• [Task goal] Write each line again exactly as it is, from the opening line of the records below through the one containing "stream is subscribed;", and add nothing.

• [Provided records]
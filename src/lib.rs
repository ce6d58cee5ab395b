//! # rxchain: push-based event pipelines
//!
//! A [`Stream`] describes how a source produces items and how a chain of
//! operators transforms them. Nothing runs until the stream is subscribed;
//! each subscription then drives the chain once, delivering the events of the
//! [`Sink`] protocol:
//!
//! ```text
//! on_subscribe → on_next* → (on_error | on_complete)? → on_final
//! ```
//!
//! `on_final` is delivered exactly once for every subscription, whether it
//! completed, failed or was cancelled.
//!
//! ## Quick Start
//!
//! ```rust
//! use std::time::Duration;
//! use rxchain::{prelude::*, testing::Recorder};
//!
//! let pool = PoolScheduler::new(PoolConfig::default()).unwrap();
//! let host = HostScheduler::spawn("main").unwrap();
//!
//! let recorder = Recorder::new();
//! Stream::from_iter(1..=5)
//!   .schedule_in(pool, None, false)
//!   .map(|v| v * 10)
//!   .observe_on(host, None, true)
//!   .subscribe(recorder.clone());
//!
//! assert!(recorder.wait_for_final(Duration::from_secs(5)));
//! assert_eq!(recorder.items(), vec![10, 20, 30, 40, 50]);
//! ```
//!
//! ## Key Concepts
//!
//! | Type | Description |
//! |------|-------------|
//! | [`Stream`] | Immutable, lazy pipeline description |
//! | [`Sink`] | Consumer of the five protocol callbacks |
//! | [`Controllable`] | Per-subscription handle used to cancel |
//! | [`Scheduler`] | Execution context used by `schedule_in`, `observe_on` and `publish_on` |
//!
//! ## Feature Flags
//!
//! - **`tokio-scheduler`**: run a [`PoolScheduler`] on a tokio runtime handle.
//!
//! [`Stream`]: stream::Stream
//! [`Sink`]: sink::Sink
//! [`Controllable`]: controllable::Controllable
//! [`Scheduler`]: scheduler::Scheduler
//! [`PoolScheduler`]: scheduler::PoolScheduler

pub mod controllable;
pub mod error;
mod ops;
pub mod prelude;
pub mod scheduler;
pub mod sink;
mod source;
pub mod stream;
pub mod testing;
pub mod timer;

pub use prelude::*;
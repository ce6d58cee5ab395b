use std::sync::Arc;

use crate::{
  controllable::ControlChain,
  sink::{forward, BoxSink, Sink},
  stream::{Node, Stream},
};

type Predicate<T> = Arc<dyn Fn(&T) -> bool + Send + Sync>;

struct FilterNode<T> {
  upstream: Stream<T>,
  predicate: Predicate<T>,
}

impl<T: Send + 'static> Node<T> for FilterNode<T> {
  fn perform_subscribe(&self, sink: BoxSink<T>, chain: &Arc<ControlChain>) {
    let sink = FilterSink { downstream: sink, predicate: self.predicate.clone() };
    self.upstream.perform_subscribe(Box::new(sink), chain)
  }
}

struct FilterSink<T> {
  downstream: BoxSink<T>,
  predicate: Predicate<T>,
}

impl<T> Sink<T> for FilterSink<T> {
  fn on_next(&mut self, item: T) {
    if (self.predicate)(&item) {
      self.downstream.on_next(item)
    }
  }

  forward!(on_subscribe, on_error, on_complete, on_final);
}

impl<T: Send + 'static> Stream<T> {
  /// Keep only the items that pass `predicate`.
  pub fn filter(self, predicate: impl Fn(&T) -> bool + Send + Sync + 'static) -> Stream<T> {
    Stream::from_node(FilterNode { upstream: self, predicate: Arc::new(predicate) })
  }
}
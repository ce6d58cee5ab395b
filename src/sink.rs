//! The consumer side of a subscription.
//!
//! A [`Sink`] receives, in order: one `on_subscribe`, any number of
//! `on_next`, at most one of `on_error`/`on_complete`, and exactly one
//! `on_final`. Every operator presents itself to its upstream as a sink that
//! wraps the sink it was given.

use std::fmt::Debug;

use crate::{controllable::Controllable, error::RxError};

// ============================================================================
// Sink Trait
// ============================================================================

/// The four-callback consumer of a subscription's events.
///
/// Only `on_next` is required. The defaults ignore the lifecycle callbacks
/// and log an error that nobody handled.
pub trait Sink<T>: Send {
  /// Called once, before anything else, with the handle for this execution.
  fn on_subscribe(&mut self, _controllable: Controllable) {}

  fn on_next(&mut self, item: T);

  /// The subscription failed. `on_complete` will not follow.
  fn on_error(&mut self, err: RxError) {
    tracing::warn!(error = %err, "unhandled error reached a sink");
  }

  /// The producer finished normally. `on_error` will not follow.
  fn on_complete(&mut self) {}

  /// The last callback of every subscription, whatever its outcome.
  fn on_final(&mut self) {}
}

/// Type-erased sink, the form every stage hands to its upstream.
pub type BoxSink<T> = Box<dyn Sink<T>>;

impl<T, S> Sink<T> for Box<S>
where
  S: Sink<T> + ?Sized,
{
  #[inline]
  fn on_subscribe(&mut self, controllable: Controllable) { (**self).on_subscribe(controllable) }
  #[inline]
  fn on_next(&mut self, item: T) { (**self).on_next(item) }
  #[inline]
  fn on_error(&mut self, err: RxError) { (**self).on_error(err) }
  #[inline]
  fn on_complete(&mut self) { (**self).on_complete() }
  #[inline]
  fn on_final(&mut self) { (**self).on_final() }
}

/// Generate callbacks that pass straight through to `self.downstream`.
macro_rules! forward {
  (on_subscribe) => {
    fn on_subscribe(&mut self, controllable: $crate::controllable::Controllable) {
      self.downstream.on_subscribe(controllable)
    }
  };
  (on_error) => {
    fn on_error(&mut self, err: $crate::error::RxError) { self.downstream.on_error(err) }
  };
  (on_complete) => {
    fn on_complete(&mut self) { self.downstream.on_complete() }
  };
  (on_final) => {
    fn on_final(&mut self) { self.downstream.on_final() }
  };
  ($($callback:ident),+ $(,)?) => {
    $($crate::sink::forward!($callback);)+
  };
}

pub(crate) use forward;

// ============================================================================
// Closure Sink
// ============================================================================

/// A sink assembled from closures.
///
/// ```rust
/// use rxchain::prelude::*;
///
/// Stream::from_iter(vec![1, 2, 3]).subscribe(
///   CallbackSink::new(|v: i32| println!("{v}"))
///     .with_error(|err| eprintln!("failed: {err}"))
///     .with_final(|| println!("done")),
/// );
/// ```
pub struct CallbackSink<T> {
  next: Box<dyn FnMut(T) + Send>,
  subscribe: Option<Box<dyn FnOnce(Controllable) + Send>>,
  error: Option<Box<dyn FnOnce(RxError) + Send>>,
  complete: Option<Box<dyn FnOnce() + Send>>,
  finally: Option<Box<dyn FnOnce() + Send>>,
}

impl<T> CallbackSink<T> {
  pub fn new(next: impl FnMut(T) + Send + 'static) -> Self {
    CallbackSink {
      next: Box::new(next),
      subscribe: None,
      error: None,
      complete: None,
      finally: None,
    }
  }

  pub fn with_subscribe(mut self, f: impl FnOnce(Controllable) + Send + 'static) -> Self {
    self.subscribe = Some(Box::new(f));
    self
  }

  pub fn with_error(mut self, f: impl FnOnce(RxError) + Send + 'static) -> Self {
    self.error = Some(Box::new(f));
    self
  }

  pub fn with_complete(mut self, f: impl FnOnce() + Send + 'static) -> Self {
    self.complete = Some(Box::new(f));
    self
  }

  pub fn with_final(mut self, f: impl FnOnce() + Send + 'static) -> Self {
    self.finally = Some(Box::new(f));
    self
  }
}

impl<T> Sink<T> for CallbackSink<T> {
  fn on_subscribe(&mut self, controllable: Controllable) {
    if let Some(f) = self.subscribe.take() {
      f(controllable);
    }
  }

  fn on_next(&mut self, item: T) { (self.next)(item) }

  fn on_error(&mut self, err: RxError) {
    match self.error.take() {
      Some(f) => f(err),
      None => tracing::warn!(error = %err, "unhandled error reached a callback sink"),
    }
  }

  fn on_complete(&mut self) {
    if let Some(f) = self.complete.take() {
      f();
    }
  }

  fn on_final(&mut self) {
    if let Some(f) = self.finally.take() {
      f();
    }
  }
}

// ============================================================================
// Logging Sink
// ============================================================================

/// The sink used by `Stream::subscribe_detached`: logs everything it sees.
#[derive(Debug, Clone)]
pub struct LoggingSink {
  label: String,
}

impl LoggingSink {
  pub fn new(label: impl Into<String>) -> Self { LoggingSink { label: label.into() } }
}

impl Default for LoggingSink {
  fn default() -> Self { Self::new("rxchain") }
}

impl<T: Debug> Sink<T> for LoggingSink {
  fn on_next(&mut self, item: T) { tracing::debug!(sink = %self.label, ?item, "next"); }

  fn on_error(&mut self, err: RxError) {
    tracing::warn!(sink = %self.label, error = %err, "subscription failed");
  }

  fn on_complete(&mut self) { tracing::debug!(sink = %self.label, "complete"); }

  fn on_final(&mut self) { tracing::trace!(sink = %self.label, "final"); }
}

// ============================================================================
// Protocol Guard
// ============================================================================

/// Wraps the user's sink at the end of every chain and enforces the event
/// order. Events that arrive out of protocol are dropped with a warning; a
/// second `on_final` trips a debug assertion.
pub(crate) struct ProtocolGuard<S> {
  inner: S,
  subscribed: bool,
  terminated: bool,
  finalized: bool,
}

impl<S> ProtocolGuard<S> {
  pub(crate) fn new(inner: S) -> Self {
    ProtocolGuard { inner, subscribed: false, terminated: false, finalized: false }
  }

  fn accepts(&self, event: &'static str) -> bool {
    let ok = self.subscribed && !self.terminated && !self.finalized;
    if !ok {
      tracing::warn!(event, "dropping event that violates the sink protocol");
    }
    ok
  }
}

impl<T, S: Sink<T>> Sink<T> for ProtocolGuard<S> {
  fn on_subscribe(&mut self, controllable: Controllable) {
    if self.subscribed {
      tracing::warn!("dropping repeated on_subscribe");
      return;
    }
    self.subscribed = true;
    self.inner.on_subscribe(controllable);
  }

  fn on_next(&mut self, item: T) {
    if self.accepts("next") {
      self.inner.on_next(item);
    }
  }

  fn on_error(&mut self, err: RxError) {
    if self.accepts("error") {
      self.terminated = true;
      self.inner.on_error(err);
    }
  }

  fn on_complete(&mut self) {
    if self.accepts("complete") {
      self.terminated = true;
      self.inner.on_complete();
    }
  }

  fn on_final(&mut self) {
    debug_assert!(!self.finalized, "on_final delivered twice");
    if self.finalized {
      tracing::warn!("dropping repeated on_final");
      return;
    }
    self.finalized = true;
    self.inner.on_final();
  }
}

#[cfg(test)]
mod test {
  use std::sync::{Arc, Mutex};

  use super::*;
  use crate::controllable::ControlChain;

  #[test]
  fn callback_sink_runs_terminal_closures_once() {
    let log = Arc::new(Mutex::new(Vec::new()));
    let (l1, l2, l3) = (log.clone(), log.clone(), log.clone());
    let mut sink = CallbackSink::new(move |v: i32| l1.lock().unwrap().push(format!("next {v}")))
      .with_complete(move || l2.lock().unwrap().push("complete".to_owned()))
      .with_final(move || l3.lock().unwrap().push("final".to_owned()));

    sink.on_next(1);
    sink.on_complete();
    sink.on_complete();
    sink.on_final();
    sink.on_final();
    assert_eq!(*log.lock().unwrap(), vec!["next 1", "complete", "final"]);
  }

  #[test]
  fn guard_drops_events_after_terminal() {
    let seen = Arc::new(Mutex::new(Vec::new()));
    let c_seen = seen.clone();
    let mut guard = ProtocolGuard::new(CallbackSink::new(move |v: i32| c_seen.lock().unwrap().push(v)));
    let (_chain, anchor) = ControlChain::new();

    guard.on_next(0);
    guard.on_subscribe(anchor);
    guard.on_next(1);
    guard.on_error(RxError::msg("boom"));
    guard.on_complete();
    guard.on_next(2);
    guard.on_final();
    assert_eq!(*seen.lock().unwrap(), vec![1]);
  }

  #[test]
  #[should_panic(expected = "on_final delivered twice")]
  #[cfg(debug_assertions)]
  fn guard_flags_double_final() {
    let mut guard = ProtocolGuard::new(CallbackSink::new(|_: i32| {}));
    guard.on_final();
    guard.on_final();
  }

  #[test]
  fn boxed_sinks_forward() {
    let seen = Arc::new(Mutex::new(Vec::new()));
    let c_seen = seen.clone();
    let mut sink: BoxSink<&str> = Box::new(CallbackSink::new(move |v| c_seen.lock().unwrap().push(v)));
    sink.on_next("a");
    sink.on_next("b");
    assert_eq!(*seen.lock().unwrap(), vec!["a", "b"]);
  }
}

• [Answer to the exercise]
filename src/lib.rs
repository ce6d58cee5ab395b
//! # rxchain: push-based event pipelines
//!
//! A [`Stream`] describes how a source produces items and how a chain of
//! operators transforms them. Nothing runs until the stream is subscribed;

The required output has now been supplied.